**WHAT IS REQUIRED**
Below are records; say how many of their lines include the word "Debug", giving nothing but the number.

**PROVIDED DATA**
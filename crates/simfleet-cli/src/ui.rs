//! UI helpers for CLI display.

use console::style;

/// Check if color output is disabled via `NO_COLOR` env var.
#[must_use]
pub fn is_color_disabled() -> bool {
    std::env::var_os("NO_COLOR").is_some()
}

/// Print a styled header.
pub fn print_header(text: &str) {
    if is_color_disabled() {
        println!("=== {text} ===");
    } else {
        println!("{}", style(format!("=== {text} ===")).bold().cyan());
    }
}

/// Print a success message.
pub fn print_success(text: &str) {
    if is_color_disabled() {
        println!("[OK] {text}");
    } else {
        println!("{} {text}", style("[OK]").green().bold());
    }
}

/// Print a warning to stderr.
pub fn print_warning(text: &str) {
    if is_color_disabled() {
        eprintln!("[WARN] {text}");
    } else {
        eprintln!("{} {text}", style("[WARN]").yellow().bold());
    }
}

/// Print an error message to stderr.
pub fn print_error(text: &str) {
    if is_color_disabled() {
        eprintln!("[ERROR] {text}");
    } else {
        eprintln!("{} {text}", style("[ERROR]").red().bold());
    }
}
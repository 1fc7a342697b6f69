//! Error handling and exit codes.

use simfleet_core::constants::exit_codes;
use simfleet_core::SimError;

/// A batch finished without an output for every input, under `--strict`.
#[derive(Debug, thiserror::Error)]
#[error("{missing} of {total} inputs produced no output")]
pub struct IncompleteBatch {
    pub missing: usize,
    pub total: usize,
}

/// Map an application error to the process exit code.
pub fn handle_error(err: &anyhow::Error) -> i32 {
    if err.downcast_ref::<IncompleteBatch>().is_some() {
        return exit_codes::ERROR_INCOMPLETE;
    }
    match err.downcast_ref::<SimError>() {
        Some(e) if e.is_config() => exit_codes::ERROR_CONFIG,
        _ => exit_codes::ERROR_GENERIC,
    }
}
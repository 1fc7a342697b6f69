//! simfleet library: application logic for the batch simulation runner.

pub mod app;
pub mod config;
pub mod errors;
pub mod version;
//! Slot layout.
//!
//! Slot `i` lives at `<exec_dir>/proc<i>`. The simulator directory inside it
//! holds a `script/` directory the worker writes into and a `results/`
//! directory the simulator saves into.

use std::path::{Path, PathBuf};

use simfleet_core::constants::{RESULT_FILE_NAME, SCRIPT_FILE_NAME};

use crate::config::PoolConfig;

/// One fixed execution environment, owned by exactly one worker.
#[derive(Debug, Clone, PartialEq, Eq)]
pub struct Slot {
    index: usize,
    root: PathBuf,
    sim_root: PathBuf,
}

impl Slot {
    /// Lay out slot `index` under the configured execution directory.
    #[must_use]
    pub fn new(config: &PoolConfig, index: usize) -> Self {
        let root = config.exec_dir.join(format!("proc{index}"));
        let sim_root = root.join(&config.sim_dir);
        Self {
            index,
            root,
            sim_root,
        }
    }

    #[must_use]
    pub fn index(&self) -> usize {
        self.index
    }

    /// Slot root (the wine prefix).
    #[must_use]
    pub fn root(&self) -> &Path {
        &self.root
    }

    #[must_use]
    pub fn script_dir(&self) -> PathBuf {
        self.sim_root.join("script")
    }

    #[must_use]
    pub fn script_path(&self) -> PathBuf {
        self.script_dir().join(SCRIPT_FILE_NAME)
    }

    #[must_use]
    pub fn result_dir(&self) -> PathBuf {
        self.sim_root.join("results")
    }

    #[must_use]
    pub fn result_path(&self) -> PathBuf {
        self.result_dir().join(RESULT_FILE_NAME)
    }

    /// Shell command line that runs the simulator in this slot.
    #[must_use]
    pub fn command_line(&self, template: &str) -> String {
        let root = self.root.to_string_lossy();
        format!("{} {SCRIPT_FILE_NAME}", template.replace('#', &root))
    }
}

#[cfg(test)]
mod tests {
    use super::*;

    fn config() -> PoolConfig {
        PoolConfig {
            exec_dir: PathBuf::from("/srv/sim"),
            sim_dir: PathBuf::from("app"),
            ..PoolConfig::default()
        }
    }

    #[test]
    fn layout() {
        let slot = Slot::new(&config(), 2);
        assert_eq!(slot.index(), 2);
        assert_eq!(slot.root(), Path::new("/srv/sim/proc2"));
        assert_eq!(
            slot.script_path(),
            PathBuf::from("/srv/sim/proc2/app/script").join(SCRIPT_FILE_NAME)
        );
        assert_eq!(
            slot.result_path(),
            PathBuf::from("/srv/sim/proc2/app/results").join(RESULT_FILE_NAME)
        );
    }

    #[test]
    fn slots_never_share_files() {
        let a = Slot::new(&config(), 0);
        let b = Slot::new(&config(), 1);
        assert_ne!(a.script_path(), b.script_path());
        assert_ne!(a.result_path(), b.result_path());
    }

    #[test]
    fn command_line_substitutes_every_placeholder() {
        let slot = Slot::new(&config(), 1);
        let line = slot.command_line("WINEPREFIX=# wine #/bin/sim.exe");
        assert_eq!(
            line,
            format!("WINEPREFIX=/srv/sim/proc1 wine /srv/sim/proc1/bin/sim.exe {SCRIPT_FILE_NAME}")
        );
    }
}
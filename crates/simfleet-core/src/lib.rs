//! # simfleet-core
//!
//! Core library for simfleet: the job model handed to worker slots, the
//! command-script builder for the external device simulator, and the parser
//! that turns a simulator result file into I-V curves.

pub mod batch;
pub mod constants;
pub mod error;
pub mod job;
pub mod parser;
pub mod progress;
pub mod script;

// Re-exports
pub use batch::BatchDocument;
pub use constants::{
    exit_codes, DEFAULT_MAX_SLOTS, END_MARKER, END_OF_DATA_LINE, RESULT_FILE_NAME,
    SCRIPT_FILE_NAME, START_MARKER,
};
pub use error::SimError;
pub use job::{Dispatch, Job, JobId, ParamValue, ParameterSet};
pub use parser::{IvCurve, IvCurveParser, OutputParser, RowWindow};
pub use progress::{JobOutcome, ProgressUpdate};
pub use script::{IvSweepScript, ScriptBuilder};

**SOLUTION**
2